Прежде всего, в отличие от укрепления военной мощи державы, поддержка культуры не входила в число приоритетов руководителя кабинета министров. Кроме того, с самых первых лет образования рейха он с подозрением относился к проекту Вагнера, справедливо опасаясь, что он окажется еще более затратным, чем предполагали его авторы; это подтвердили последующие события, связанные со строительством Дома торжественных представлений и покрытием дефицита от первого фестиваля и существенно отяготившие баварскую казну. У Бисмарка были и личные причины для подозрительного отношения к наследникам Вагнера. Он знал, что Козима – близкая подруга вдовы его злейшего врага, министра двора Вильгельма I графа фон Шлейница, да и ее дружба с презираемым им графом фон Ойленбургом, об особых отношениях которого с Вильгельмом II ему было хорошо известно, не добавляла симпатий к байройтскому семейству. Но были причины и политического характера: с 1866 года, то есть с тех пор как Бавария выступила в качестве противника Пруссии на стороне Австрии, с ней старались не ссориться – все же это была самая большая по площади и экономически развитая земля рейха, а покровительство императора байройтскому предприятию, которое было до тех пор чисто баварским проектом, могло бы испортить отношение ее правителей к руководству рейха. Не найдя никаких доводов, чтобы возразить своему канцлеру, молодой император вынужден был с ним согласиться. Продолжая всех уверять в своей приверженности делу Байройта и признавая на словах его важность, он одновременно дал знать принцу-регенту, что покровительство фестивалям по-прежнему остается за Баварией.

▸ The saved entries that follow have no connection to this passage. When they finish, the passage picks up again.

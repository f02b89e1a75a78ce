//! End-to-end tests of the core-guided search over the BatSat backend

use ollsat::{
    algs::{OllSolver, Outcome},
    clause,
    instances::{Formula, ProblemType},
    solvers::BatsatSolver,
    types::{Assignment, Clause, TernaryVal, Var},
};

fn optimum(formula: Formula) -> (usize, Assignment, OllSolver<BatsatSolver>) {
    let mut engine = OllSolver::new(formula, BatsatSolver::default());
    match engine.solve().unwrap() {
        Outcome::Optimum { cost, model } => (cost, model, engine),
        Outcome::Unsat => panic!("expected an optimum"),
    }
}

/// Recomputes the cost of a model over the original soft clauses
fn model_cost(softs: &[(usize, Clause)], model: &Assignment) -> usize {
    softs
        .iter()
        .filter(|(_, cl)| !cl.is_sat(model))
        .map(|(w, _)| w)
        .sum()
}

fn is_true(model: &Assignment, var: Var) -> bool {
    model.var_value(var) == TernaryVal::True
}

#[test]
fn forced_violation() {
    // hard (a); soft (!a) with weight 3: the model must pay 3
    let mut formula = Formula::new(ProblemType::Weighted);
    let a = formula.new_var();
    formula.add_hard(clause![a.pos_lit()]);
    formula.add_soft(3, clause![a.neg_lit()]);
    let (cost, model, engine) = optimum(formula);
    assert_eq!(cost, 3);
    assert!(is_true(&model, a));
    let stats = engine.stats();
    assert_eq!(stats.lb, 3);
    assert_eq!(stats.ub, 3);
}

#[test]
fn one_of_two() {
    // hard (a | b); unit weight softs against both
    let mut formula = Formula::new(ProblemType::Weighted);
    let a = formula.new_var();
    let b = formula.new_var();
    formula.add_hard(clause![a.pos_lit(), b.pos_lit()]);
    formula.add_soft(1, clause![a.neg_lit()]);
    formula.add_soft(1, clause![b.neg_lit()]);
    let (cost, model, engine) = optimum(formula);
    assert_eq!(cost, 1);
    assert!(is_true(&model, a) ^ is_true(&model, b));
    assert_eq!(engine.stats().lb, engine.stats().ub);
}

#[test]
fn three_forced_violations() {
    // hard (a), (b), (c); a weight-5 soft against each: every soft is a
    // core of its own and the bounds meet at 15
    let mut formula = Formula::new(ProblemType::Weighted);
    let mut softs = vec![];
    for _ in 0..3 {
        let v = formula.new_var();
        formula.add_hard(clause![v.pos_lit()]);
        formula.add_soft(5, clause![v.neg_lit()]);
        softs.push((5, clause![v.neg_lit()]));
    }
    let (cost, model, engine) = optimum(formula);
    assert_eq!(cost, 15);
    assert_eq!(model_cost(&softs, &model), 15);
    let stats = engine.stats();
    assert_eq!(stats.lb, 15);
    assert_eq!(stats.ub, 15);
    assert!(stats.n_cores >= 1);
    assert!(stats.n_sat_calls >= 1);
}

#[test]
fn stratified_weights() {
    // softs with weights 7, 5, 5, 3; the three lighter ones are mutually
    // exclusive, the weight-7 one is free: keep 7 and one 5, pay 5 + 3
    let mut formula = Formula::new(ProblemType::Weighted);
    let s1 = formula.new_var();
    let s2 = formula.new_var();
    let s3 = formula.new_var();
    let s4 = formula.new_var();
    for (v, w) in [(s1, 7), (s2, 5), (s3, 5), (s4, 3)] {
        formula.add_soft(w, clause![v.pos_lit()]);
    }
    for (u, v) in [(s2, s3), (s2, s4), (s3, s4)] {
        formula.add_hard(clause![u.neg_lit(), v.neg_lit()]);
    }
    let (cost, model, engine) = optimum(formula);
    assert_eq!(cost, 8);
    assert!(is_true(&model, s1));
    assert!(is_true(&model, s2) || is_true(&model, s3));
    assert_eq!(engine.stats().lb, 8);
    assert_eq!(engine.stats().ub, 8);
}

#[test]
fn repeated_cores_tighten_bounds() {
    // three weight-2 softs, pairwise conflicting: at most one can hold, so
    // two violations at weight 2 each; the second core re-enters the
    // cardinality constraint from the first
    let mut formula = Formula::new(ProblemType::Weighted);
    let vars: Vec<_> = (0..3).map(|_| formula.new_var()).collect();
    let mut softs = vec![];
    for &v in &vars {
        formula.add_soft(2, clause![v.pos_lit()]);
        softs.push((2, clause![v.pos_lit()]));
    }
    for i in 0..vars.len() {
        for j in i + 1..vars.len() {
            formula.add_hard(clause![vars[i].neg_lit(), vars[j].neg_lit()]);
        }
    }
    let (cost, model, engine) = optimum(formula);
    assert_eq!(cost, 4);
    assert_eq!(model_cost(&softs, &model), 4);
    let stats = engine.stats();
    assert_eq!(stats.lb, 4);
    assert_eq!(stats.ub, 4);
    assert!(stats.n_cores >= 2);
}

#[test]
fn weight_splitting() {
    // a core over softs of weight 4 and 2 splits the heavier clause; the
    // split must not change what any model pays
    let mut formula = Formula::new(ProblemType::Weighted);
    let a = formula.new_var();
    let b = formula.new_var();
    formula.add_soft(4, clause![a.pos_lit()]);
    formula.add_soft(2, clause![b.pos_lit()]);
    formula.add_hard(clause![a.neg_lit(), b.neg_lit()]);
    let softs = vec![(4, clause![a.pos_lit()]), (2, clause![b.pos_lit()])];
    let (cost, model, engine) = optimum(formula);
    assert_eq!(cost, 2);
    assert!(is_true(&model, a));
    assert!(!is_true(&model, b));
    assert_eq!(model_cost(&softs, &model), 2);
    assert_eq!(engine.stats().lb, 2);
}

#[test]
fn cardinality_duplication() {
    // weights 3, 3, 1, 1; the two heavy softs conflict with each other and
    // both light softs conflict with both heavy ones. The first core is
    // heavy-heavy at weight 3; a later core mixes its cardinality output
    // (weight 3) with a weight-1 soft, forcing the constraint to be
    // duplicated at the lower weight. Optimum keeps one heavy soft: 3+1+1.
    let mut formula = Formula::new(ProblemType::Weighted);
    let h1 = formula.new_var();
    let h2 = formula.new_var();
    let l1 = formula.new_var();
    let l2 = formula.new_var();
    let mut softs = vec![];
    for (v, w) in [(h1, 3), (h2, 3), (l1, 1), (l2, 1)] {
        formula.add_soft(w, clause![v.pos_lit()]);
        softs.push((w, clause![v.pos_lit()]));
    }
    formula.add_hard(clause![h1.neg_lit(), h2.neg_lit()]);
    for light in [l1, l2] {
        for heavy in [h1, h2] {
            formula.add_hard(clause![light.neg_lit(), heavy.neg_lit()]);
        }
    }
    let (cost, model, engine) = optimum(formula);
    assert_eq!(cost, 5);
    assert!(is_true(&model, h1) ^ is_true(&model, h2));
    assert_eq!(model_cost(&softs, &model), 5);
    let stats = engine.stats();
    assert_eq!(stats.lb, 5);
    assert_eq!(stats.ub, 5);
}

#[test]
fn all_softs_satisfiable() {
    let mut formula = Formula::new(ProblemType::Weighted);
    let a = formula.new_var();
    let b = formula.new_var();
    formula.add_hard(clause![a.pos_lit(), b.pos_lit()]);
    formula.add_soft(3, clause![a.pos_lit()]);
    formula.add_soft(2, clause![b.pos_lit()]);
    let (cost, _, engine) = optimum(formula);
    assert_eq!(cost, 0);
    assert_eq!(engine.stats().lb, 0);
}

#[test]
#[should_panic(expected = "unsatisfiable before any satisfiable")]
fn contradictory_hard_clauses_abort() {
    // the engine optimizes softs over a consistent hard core; a
    // contradictory hard set is a caller bug and hits the first-call
    // assertion instead of coming back as a result
    let mut formula = Formula::new(ProblemType::Weighted);
    let a = formula.new_var();
    let b = formula.new_var();
    formula.add_hard(clause![a.pos_lit()]);
    formula.add_hard(clause![a.neg_lit()]);
    formula.add_soft(2, clause![b.pos_lit()]);
    formula.add_soft(1, clause![b.neg_lit()]);
    let mut engine = OllSolver::new(formula, BatsatSolver::default());
    let _ = engine.solve();
}

#[test]
fn unweighted_msu_path() {
    // four unit softs, pairwise conflicting: three violations
    let mut formula = Formula::new(ProblemType::Unweighted);
    let vars: Vec<_> = (0..4).map(|_| formula.new_var()).collect();
    for &v in &vars {
        formula.add_soft(1, clause![v.pos_lit()]);
    }
    for i in 0..vars.len() {
        for j in i + 1..vars.len() {
            formula.add_hard(clause![vars[i].neg_lit(), vars[j].neg_lit()]);
        }
    }
    let mut engine = OllSolver::new(formula, BatsatSolver::default());
    let Outcome::Optimum { cost, model } = engine.solve().unwrap() else {
        panic!("expected an optimum");
    };
    assert_eq!(cost, 3);
    let n_true = vars.iter().filter(|&&v| is_true(&model, v)).count();
    assert!(n_true <= 1);
    assert_eq!(engine.stats().lb, 3);
}

#[test]
fn larger_mixed_instance() {
    // a small scheduling-shaped instance: 4 items, 3 slots, each item in
    // exactly one slot (hard), preferred slots as weighted softs, one slot
    // pair forbidden (hard)
    let mut formula = Formula::new(ProblemType::Weighted);
    let mut item_slot = vec![];
    for _ in 0..4 {
        let slots: Vec<_> = (0..3).map(|_| formula.new_var()).collect();
        // at least one slot
        formula.add_hard(slots.iter().map(|s| s.pos_lit()).collect::<Vec<_>>().into());
        // at most one slot
        for i in 0..slots.len() {
            for j in i + 1..slots.len() {
                formula.add_hard(clause![slots[i].neg_lit(), slots[j].neg_lit()]);
            }
        }
        item_slot.push(slots);
    }
    // items 0 and 1 cannot share slot 0
    formula.add_hard(clause![item_slot[0][0].neg_lit(), item_slot[1][0].neg_lit()]);
    // everyone prefers slot 0, with different insistence
    let mut softs = vec![];
    for (item, weight) in [(0usize, 4usize), (1, 3), (2, 2), (3, 1)] {
        formula.add_soft(weight, clause![item_slot[item][0].pos_lit()]);
        softs.push((weight, clause![item_slot[item][0].pos_lit()]));
    }
    let (cost, model, engine) = optimum(formula);
    // items 2 and 3 can take slot 0 freely; of items 0 and 1 only one can,
    // and dropping item 1 is cheaper
    assert_eq!(cost, 3);
    assert_eq!(model_cost(&softs, &model), 3);
    assert!(is_true(&model, item_slot[0][0]));
    let stats = engine.stats();
    assert_eq!(stats.lb, stats.ub);
}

В чем он был полностью солидарен с обитателями виллы Ванфрид, так это в неприязни к евреям. Еще будучи принцем он продемонстрировал свою преданность идеям придворного проповедника Адольфа Штёккера и в 1885 году резко возражал против его увольнения. Он продолжал поддерживать его общественно-политическую деятельность, и в конце ноября 1887 года единомышленник принца, заместитель начальника генерального штаба Альфред фон Вальдерзее организовал у себя дома их встречу, во время которой молодой принц, меньше чем через год ставший императором, заверил проповедника в поддержке его берлинской миссии и призвал к тому же присутствовавших на встрече высокопоставленных военных и политиков. Об этом демарше наследника стало известно Бисмарку, в результате чего их отношения были сильно испорчены. Полагают, что расхождения в их взглядах по еврейскому вопросу стали одной из причин отставки канцлера в 1890 году. Однако в интересах соблюдения общественного согласия императору пришлось после вступления на престол смягчить свою позицию по еврейскому вопросу, по крайней мере в публичных высказываниях.
Помимо обеспечения покровительства фестивалям со стороны императора Козима собиралась решить в Берлине еще две задачи: добиться назначения своего друга Ойленбурга генеральным интендантом императорских оперных театров и устроить на должность генералмузикдиректора придворной оперы Феликса Мотля – это само по себе могло бы усилить ее могущество в музыкальном мире Германии. Кроме того, ей хотелось бы организовать в Берлинском университете кафедру «вагнероведения» во главе со своим зятем Генри Тоде. От масштабности и количества задач, поставленных перед ним его старой знакомой, у графа Ойленбурга голова шла кругом, тем более что он прекрасно понимал их невыполнимость, и ему нужно было как-то объяснить это докучливой даме. Против перевода Мотля в придворную оперу категорически возражал сам генеральный интендант граф Болько фон Хохберг, у которого сложилось довольно скверное мнение о трактовке Парсифаля руководителем придворной капеллы в Карлсруэ на фестивале 1888 года. Это мнение разделяли многие видные музыканты, в том числе общавшийся с Хохбергом Вайнгартнер. Чтобы угодить своей хозяйке, Мотль старался сделать сцену богослужения в святилище Грааля как можно более величественной, чересчур затянув темп, однако таким образом он лишь поставил исполнение на грань дурного вкуса. Свое отношение к такой трактовке мистерии Вагнера Вайнгартнер высказал в письме Леви: «Созданное таким образом впечатление пришлось не по вкусу госпоже Вагнер и плохо на нее повлияло. Все же очень печально, что эта великая женщина не может обуздать свое тщеславие и, стремясь создать нечто величественное, в свойственной ей манере отравляет то святое, что она трепетно хотела бы сохранить нетронутым». Когда во время фестиваля Ойленбург обнаружил, что Козима к тому же прочит его на место Хохберга, он пришел в отчаяние – удовлетворить все ее желания не было никакой возможности, тем более что он знал, насколько прочно положение берлинского интенданта и как тому благоволит император. Хохберг и в самом деле оставался на своей должности до 1902 года. Идею же создания в Берлинском университете кафедры вагнеровской эстетики искушенный царедворец считал «сущим вздором», хотя и не решался сказать об этом Козиме прямо.